Bloom apprend au lecteur qu'il est parfois peu judicieux de vouloir rendre service, surtout quand on trouve une glacière médicale abandonnée. Une horreur tant psychologique qu'organique.

Renfrew's Curse – ma préférée, avec les 3 premiers quarts de Sefira – est une très surprenante histoire de randonnée dans la lande écossaise. Un lieu où on fait de bien sinistres rencontres. Et un twist de construction qui est presque magique. Je n'en dis pas plus.
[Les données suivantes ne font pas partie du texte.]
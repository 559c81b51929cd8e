//! Calendar and event types shared between the engine and the display layer.
//!
//! - [`CalendarEntry`]: a calendar visible to the signed-in user
//! - [`EventRecord`]: a single concrete event instance
//! - [`CalendarEvents`]: one calendar paired with its events
//! - [`Agenda`]: the ordered result of aggregating a day across calendars

use serde::{Deserialize, Serialize};

use crate::time::{DayWindow, EventTime};

/// A calendar from the user's calendar list.
#[derive(Debug, Clone, PartialEq, Eq, Serialize, Deserialize)]
pub struct CalendarEntry {
    /// Provider-assigned calendar identifier.
    pub id: String,
    /// Display name of the calendar.
    pub name: String,
    /// Whether the user has hidden this calendar from their list.
    pub hidden: bool,
    /// Whether this is the user's primary calendar.
    pub primary: bool,
    /// The user's access role on this calendar (e.g. `owner`, `reader`).
    pub access_role: Option<String>,
    /// The calendar's IANA timezone, if reported.
    pub timezone: Option<String>,
    /// Background color for UI display.
    pub background_color: Option<String>,
}

impl CalendarEntry {
    /// Creates a visible, non-primary calendar entry.
    pub fn new(id: impl Into<String>, name: impl Into<String>) -> Self {
        Self {
            id: id.into(),
            name: name.into(),
            hidden: false,
            primary: false,
            access_role: None,
            timezone: None,
            background_color: None,
        }
    }

    /// Builder method to set the hidden flag.
    pub fn with_hidden(mut self, hidden: bool) -> Self {
        self.hidden = hidden;
        self
    }

    /// Builder method to mark as primary.
    pub fn with_primary(mut self, primary: bool) -> Self {
        self.primary = primary;
        self
    }
}

/// A single event instance.
///
/// Recurring events are expanded server-side, so each record is one concrete
/// occurrence.
#[derive(Debug, Clone, PartialEq, Eq, Serialize, Deserialize)]
pub struct EventRecord {
    /// Provider-assigned event identifier.
    pub id: String,
    /// ID of the calendar this event was fetched from.
    pub calendar_id: String,
    /// Event title; empty when the event has none or it is private.
    pub title: String,
    /// Start of the event.
    pub start: EventTime,
    /// End of the event.
    pub end: EventTime,
    /// Event status as reported by the provider (`confirmed`, `tentative`).
    pub status: Option<String>,
    /// Free-form location.
    pub location: Option<String>,
    /// Link to the event in the provider's web UI.
    pub html_link: Option<String>,
}

impl EventRecord {
    /// Creates a new event record.
    pub fn new(
        id: impl Into<String>,
        calendar_id: impl Into<String>,
        title: impl Into<String>,
        start: EventTime,
        end: EventTime,
    ) -> Self {
        Self {
            id: id.into(),
            calendar_id: calendar_id.into(),
            title: title.into(),
            start,
            end,
            status: None,
            location: None,
            html_link: None,
        }
    }

    /// Returns true if this is an all-day event.
    pub fn is_all_day(&self) -> bool {
        self.start.is_all_day()
    }
}

/// One calendar paired with the events fetched from it.
///
/// A calendar whose fetch failed is still present with no events.
#[derive(Debug, Clone, PartialEq, Eq, Serialize, Deserialize)]
pub struct CalendarEvents {
    pub calendar: CalendarEntry,
    pub events: Vec<EventRecord>,
}

/// The aggregated events of one day across every accessible calendar.
///
/// Entries follow the order in which calendars were enumerated.
#[derive(Debug, Clone, Default, PartialEq, Eq, Serialize, Deserialize)]
pub struct Agenda {
    /// The day that was queried, absent when nothing was queried.
    pub window: Option<DayWindow>,
    /// One entry per enumerated calendar.
    pub calendars: Vec<CalendarEvents>,
}

impl Agenda {
    /// Creates an empty agenda, the uniform "nothing to show" value.
    pub fn empty() -> Self {
        Self::default()
    }

    /// Returns true if no calendars were enumerated.
    pub fn is_empty(&self) -> bool {
        self.calendars.is_empty()
    }

    /// Returns the number of calendars in the agenda.
    pub fn len(&self) -> usize {
        self.calendars.len()
    }

    /// Returns the total number of events across all calendars.
    pub fn event_count(&self) -> usize {
        self.calendars.iter().map(|c| c.events.len()).sum()
    }

    /// Returns every event across all calendars, ordered by start time.
    pub fn merged_events(&self) -> Vec<&EventRecord> {
        let mut events: Vec<&EventRecord> = self
            .calendars
            .iter()
            .flat_map(|c| c.events.iter())
            .collect();
        events.sort_by(|a, b| a.start.cmp(&b.start));
        events
    }
}
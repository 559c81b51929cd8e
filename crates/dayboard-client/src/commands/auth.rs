//! Authentication commands.

use dayboard_providers::TokenStore as _;
use dayboard_providers::google::FileTokenStore;

use crate::config::ClientConfig;
use crate::error::ClientResult;

/// Forget the stored Google session.
///
/// The next command that needs calendars goes through consent again.
pub fn reset(config: &ClientConfig) -> ClientResult<()> {
    let store = FileTokenStore::new(config.token_dir());
    store.reset()?;

    println!("Removed stored Google session from {}", store.dir().display());
    Ok(())
}
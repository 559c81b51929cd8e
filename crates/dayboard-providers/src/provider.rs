//! Seams between the engine and the outside world.
//!
//! The engine components ([`CredentialAcquirer`], [`IdentityResolver`],
//! [`CalendarLister`], [`EventAggregator`]) only talk to these traits, so they
//! can run against Google's HTTP APIs in production and against in-memory
//! fakes in tests.
//!
//! [`CredentialAcquirer`]: crate::acquire::CredentialAcquirer
//! [`IdentityResolver`]: crate::identity::IdentityResolver
//! [`CalendarLister`]: crate::lister::CalendarLister
//! [`EventAggregator`]: crate::aggregate::EventAggregator

use std::future::Future;
use std::pin::Pin;

use dayboard_core::{CalendarEntry, DayWindow, EventRecord};
use serde::Deserialize;
use tokio_util::sync::CancellationToken;

use crate::error::{ProviderError, ProviderResult};
use crate::session::AuthorizedSession;

/// A boxed future for async trait methods.
///
/// Boxed futures keep the traits object-safe so components can hold
/// `Arc<dyn Trait>`.
pub type BoxFuture<'a, T> = Pin<Box<dyn Future<Output = T> + Send + 'a>>;

/// Persisted cache of the authorized session.
///
/// The store is process-wide state; only the credential acquirer writes to
/// it.
pub trait TokenStore: Send + Sync {
    /// Human-readable location, for logs.
    fn describe(&self) -> String;

    /// Loads the cached session, if one exists.
    fn load(&self) -> ProviderResult<Option<AuthorizedSession>>;

    /// Persists a session, replacing any cached one.
    fn save(&self, session: &AuthorizedSession) -> ProviderResult<()>;

    /// Removes every cached session but keeps the backing storage.
    fn clear(&self) -> ProviderResult<()>;

    /// Removes the backing storage itself.
    fn delete(&self) -> ProviderResult<()>;

    /// Clears the store and then deletes its backing storage.
    ///
    /// Both steps are attempted even if the first fails; the first error is
    /// returned. There is no suspension point between them.
    fn reset(&self) -> ProviderResult<()> {
        let cleared = self.clear();
        let deleted = self.delete();
        cleared.and(deleted)
    }
}

/// Obtains an authorized session, from the store or interactively.
pub trait Authorizer: Send + Sync {
    /// Returns a usable session, persisting it to `store` when it changed.
    fn authorize<'a>(
        &'a self,
        store: &'a dyn TokenStore,
    ) -> BoxFuture<'a, ProviderResult<AuthorizedSession>>;
}

/// Claims extracted from a verified ID token.
#[derive(Debug, Clone, Default, PartialEq, Eq, Deserialize)]
pub struct IdTokenClaims {
    /// Subject identifier.
    #[serde(default)]
    pub sub: Option<String>,
    /// The user's email address.
    #[serde(default)]
    pub email: Option<String>,
}

/// Response from an OpenID Connect user-info endpoint.
#[derive(Debug, Clone, Default, PartialEq, Eq, Deserialize)]
pub struct UserInfo {
    /// The user's email address.
    #[serde(default)]
    pub email: Option<String>,
    /// The user's display name.
    #[serde(default)]
    pub name: Option<String>,
}

/// Endpoints used to find out who is signed in.
pub trait IdentityApi: Send + Sync {
    /// Verifies an ID token and returns its claims.
    fn verify_id_token<'a>(&'a self, id_token: &'a str)
    -> BoxFuture<'a, ProviderResult<IdTokenClaims>>;

    /// Fetches user info with the access token as bearer credential.
    ///
    /// A rejected token must surface as an `AuthenticationFailed` error.
    fn user_info<'a>(&'a self, access_token: &'a str) -> BoxFuture<'a, ProviderResult<UserInfo>>;
}

/// One page of the calendar list.
#[derive(Debug, Clone, Default)]
pub struct CalendarPage {
    /// Calendars on this page.
    pub items: Vec<CalendarEntry>,
    /// Cursor for the next page; absent or empty on the last page.
    pub next_page_token: Option<String>,
}

impl CalendarPage {
    /// Creates a page.
    pub fn new(items: Vec<CalendarEntry>, next_page_token: Option<String>) -> Self {
        Self {
            items,
            next_page_token,
        }
    }
}

/// Read-only access to calendars and their events.
pub trait CalendarApi: Send + Sync {
    /// Fetches one page of the calendar list, hidden calendars included.
    fn list_calendars_page<'a>(
        &'a self,
        session: &'a AuthorizedSession,
        page_token: Option<&'a str>,
    ) -> BoxFuture<'a, ProviderResult<CalendarPage>>;

    /// Fetches every event instance of a calendar within the window.
    ///
    /// Deleted events are excluded, recurring events are expanded to single
    /// instances, and results are ordered by start time.
    fn list_events<'a>(
        &'a self,
        session: &'a AuthorizedSession,
        calendar_id: &'a str,
        window: &'a DayWindow,
    ) -> BoxFuture<'a, ProviderResult<Vec<EventRecord>>>;
}

/// Races `operation` against the cancellation token.
pub async fn cancellable<T, F>(
    cancel: &CancellationToken,
    what: &str,
    operation: F,
) -> ProviderResult<T>
where
    F: Future<Output = ProviderResult<T>>,
{
    tokio::select! {
        biased;
        _ = cancel.cancelled() => Err(ProviderError::cancelled(format!("{} cancelled", what))),
        result = operation => result,
    }
}
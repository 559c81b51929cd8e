//! Per-day event aggregation across every accessible calendar.
//!
//! Each calendar is fetched independently. A calendar whose fetch fails
//! (network, permission, parse or cancellation) still appears in the result
//! with no events, so the output always has exactly one entry per calendar
//! returned by the lister, in enumeration order.

use std::sync::Arc;

use chrono::{NaiveDate, TimeZone};
use dayboard_core::{Agenda, CalendarEntry, CalendarEvents, DayWindow};
use futures_util::stream::{self, StreamExt};
use tokio_util::sync::CancellationToken;
use tracing::{debug, warn};

use crate::lister::CalendarLister;
use crate::provider::{CalendarApi, cancellable};
use crate::session::AuthorizedSession;

/// Default number of calendars fetched at the same time.
pub const DEFAULT_CONCURRENCY: usize = 4;

/// Fetches one day of events from every calendar.
pub struct EventAggregator {
    lister: CalendarLister,
    api: Arc<dyn CalendarApi>,
    concurrency: usize,
}

impl EventAggregator {
    /// Creates an aggregator with the default fan-out.
    pub fn new(lister: CalendarLister, api: Arc<dyn CalendarApi>) -> Self {
        Self {
            lister,
            api,
            concurrency: DEFAULT_CONCURRENCY,
        }
    }

    /// Builder method to set how many calendars are fetched concurrently.
    pub fn with_concurrency(mut self, concurrency: usize) -> Self {
        self.concurrency = concurrency.max(1);
        self
    }

    /// Returns the configured fan-out.
    pub fn concurrency(&self) -> usize {
        self.concurrency
    }

    /// Returns the lister used to enumerate calendars.
    pub fn lister(&self) -> &CalendarLister {
        &self.lister
    }

    /// Aggregates today's events in the system's local timezone.
    pub async fn todays_events(
        &self,
        session: Option<&AuthorizedSession>,
        cancel: &CancellationToken,
    ) -> Agenda {
        match DayWindow::today() {
            Some(window) => self.events_in(session, window, cancel).await,
            None => {
                warn!("today has no representable day window");
                Agenda::empty()
            }
        }
    }

    /// Aggregates the events of `date` as observed in `tz`.
    pub async fn events_on<Tz: TimeZone>(
        &self,
        session: Option<&AuthorizedSession>,
        date: NaiveDate,
        tz: &Tz,
        cancel: &CancellationToken,
    ) -> Agenda {
        match DayWindow::for_date(date, tz) {
            Some(window) => self.events_in(session, window, cancel).await,
            None => {
                warn!("{} has no representable day window", date);
                Agenda::empty()
            }
        }
    }

    /// Aggregates the events inside `window`.
    pub async fn events_in(
        &self,
        session: Option<&AuthorizedSession>,
        window: DayWindow,
        cancel: &CancellationToken,
    ) -> Agenda {
        let Some(session) = session else {
            debug!("no session, returning empty agenda");
            return Agenda::empty();
        };

        let calendars = self.lister.list_all(Some(session), cancel).await;
        debug!(
            calendars = calendars.len(),
            concurrency = self.concurrency,
            "fetching events for {} to {}",
            window.start,
            window.end
        );

        let entries: Vec<CalendarEvents> = stream::iter(calendars)
            .map(|calendar| self.fetch_calendar(session, calendar, &window, cancel))
            .buffered(self.concurrency)
            .collect()
            .await;

        Agenda {
            window: Some(window),
            calendars: entries,
        }
    }

    async fn fetch_calendar(
        &self,
        session: &AuthorizedSession,
        calendar: CalendarEntry,
        window: &DayWindow,
        cancel: &CancellationToken,
    ) -> CalendarEvents {
        let result = cancellable(
            cancel,
            "event fetch",
            self.api.list_events(session, &calendar.id, window),
        )
        .await;

        let events = match result {
            Ok(events) => {
                debug!(calendar = %calendar.id, count = events.len(), "fetched events");
                events
            }
            Err(e) => {
                warn!(calendar = %calendar.id, "failed to fetch events: {}", e);
                Vec::new()
            }
        };

        CalendarEvents { calendar, events }
    }
}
Bor Urus dit l'histoire d'une famille qui en a trop vu lors d'une tempête, une tempête qui, à long terme, ne détruira pas que des bâtiments.

At Home in the House of the Devil est une tragédie de couple, d'erreurs qu'on fait par amour, de responsabilités non prises.

Ce sont huit vrais plaisirs de lecture dont trois laissent un léger goût de déception à la fin, au moment où le soufflé semble retomber trop vite. Mais, imho, l'ensemble vaut quand même la peine d'être lu, car Langan mélange les genres, construit de belle manière ses récits, donne chair et souffle à ses personnages. C'est déjà beaucoup.